The Mill was converted to the income limited A-Mill Artist Lofts by Dominium in 2015. As part of that conversion a hydroelectric plant was installed with a 5 ft. diameter penstock pipe in the much larger headrace tunnel, a turbine and generator in the east drop-shaft and a concrete conduit in the much larger east tailrace tunnel. All that can be seen of the project is the intake trashrack and gate driver on the riverbank at Second Ave. Southeast and water out of the east tailrace tunnel. It has production up to 0.6 megawatts, about 17% of the waterpower used by Pillsbury and came online in 2016. It's FERC license is similar to the Hennepin Island plant, allowing the A-mill to use water when there is flow more than what NSP requires. The Pillsbury A-mill has leased rights been kept up down to the present owner and have priority over flow.

=== Crown Proposal ===

The original Crown Hydro FERC license was for two generators, 3.4 megawatts total, with the generators located in the west bank Crown Roller Mill building, presumably using the original wheel pits and tailraces.

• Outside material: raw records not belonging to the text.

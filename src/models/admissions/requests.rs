use serde::Deserialize;

use super::entities::AdmissionStatus;
use crate::models::common::ListQuery;
use crate::models::common::query::deserialize_opt_number;

#[derive(Debug, Clone, Default, Deserialize)]
pub struct AdmissionListParams {
    #[serde(flatten)]
    pub query: ListQuery,
    pub status: Option<AdmissionStatus>,
    #[serde(default, deserialize_with = "deserialize_opt_number")]
    pub program: Option<i64>,
    #[serde(default, deserialize_with = "deserialize_opt_number")]
    pub student: Option<i64>,
}

#[derive(Debug, Clone, Deserialize)]
pub struct CreateAdmissionRequest {
    pub student_id: i64,
    pub program_id: i64,
    #[serde(default = "default_status")]
    pub status: AdmissionStatus,
}

fn default_status() -> AdmissionStatus {
    AdmissionStatus::Pending
}

#[derive(Debug, Clone, Default, Deserialize)]
pub struct UpdateAdmissionRequest {
    pub student_id: Option<i64>,
    pub program_id: Option<i64>,
    pub status: Option<AdmissionStatus>,
}

#[cfg(test)]
mod tests {
    use super::*;

    #[test]
    fn test_status_defaults_to_pending() {
        let req: CreateAdmissionRequest =
            serde_json::from_str(r#"{"student_id":1,"program_id":2}"#).unwrap();
        assert_eq!(req.status, AdmissionStatus::Pending);
        assert!(
            serde_json::from_str::<CreateAdmissionRequest>(
                r#"{"student_id":1,"program_id":2,"status":"Waitlisted"}"#
            )
            .is_err()
        );
    }
}
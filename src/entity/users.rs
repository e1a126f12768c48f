//! 用户实体

use sea_orm::entity::prelude::*;

#[derive(Clone, Debug, PartialEq, DeriveEntityModel)]
#[sea_orm(table_name = "users")]
pub struct Model {
    #[sea_orm(primary_key)]
    pub id: i64,
    #[sea_orm(unique)]
    pub username: String,
    #[sea_orm(unique)]
    pub email: String,
    pub password_hash: String,
    pub role: String,
    pub status: String,
    pub display_name: Option<String>,
    pub last_login: Option<i64>,
    pub created_at: i64,
    pub updated_at: i64,
}

#[derive(Copy, Clone, Debug, EnumIter, DeriveRelation)]
pub enum Relation {
    #[sea_orm(has_one = "super::students::Entity")]
    Student,
    #[sea_orm(has_one = "super::staff::Entity")]
    Staff,
}

impl Related<super::students::Entity> for Entity {
    fn to() -> RelationDef {
        Relation::Student.def()
    }
}

impl Related<super::staff::Entity> for Entity {
    fn to() -> RelationDef {
        Relation::Staff.def()
    }
}

impl ActiveModelBehavior for ActiveModel {}

// 从数据库模型转换为业务模型
impl Model {
    pub fn into_user(self) -> crate::models::users::entities::User {
        use crate::models::users::entities::{User, UserRole, UserStatus};

        User {
            id: self.id,
            username: self.username,
            email: self.email,
            password_hash: self.password_hash,
            role: self.role.parse::<UserRole>().unwrap_or(UserRole::Student),
            status: self
                .status
                .parse::<UserStatus>()
                .unwrap_or(UserStatus::Inactive),
            display_name: self.display_name,
            last_login: self.last_login.map(super::from_timestamp),
            created_at: super::from_timestamp(self.created_at),
            updated_at: super::from_timestamp(self.updated_at),
        }
    }
}
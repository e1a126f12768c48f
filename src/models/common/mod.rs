pub mod choices;
pub mod pagination;
pub mod query;
pub mod response;
pub mod scope;

pub use pagination::{PaginatedResponse, PaginationInfo, PaginationQuery};
pub use query::ListQuery;
pub use response::{ActionStatus, ApiResponse};
pub use scope::RowScope;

Crown Hydro couldn't come to an agreement with the building owner, and proposed a license change locating the generators at the former Fuji-Ya restaurant site. The Minneapolis Park Board, owners of the site, opposed the change. FERC determined that the Park Board did own the site and Crown Hydro had no way to use it.

Crown Hydro then proposed another license change locating the generators about 250ft. north of the Crown Roller Mill on property owned by the Corps of Engineers (associated with the locks). This location results in potential impact to numerous historic properties, particularly from a new tailrace tunnel. That requires a Section 106 review (which protects historically significant properties such as the Ida Dorsey Bordello). Review is ongoing. There is, however, strong opposition to this project, including by the Park Board.

=== Symphony Proposal ===

Symphony Hydro proposes putting generator panels inside one of the locks (which are inactive to control "flying carp"). Generation capacity would be 3.4 megawatts. This proposal would be dropped if the currently 20 year old Crown Hydro project progresses. Symphony has a preliminary FERC permit, and appears to still be alive.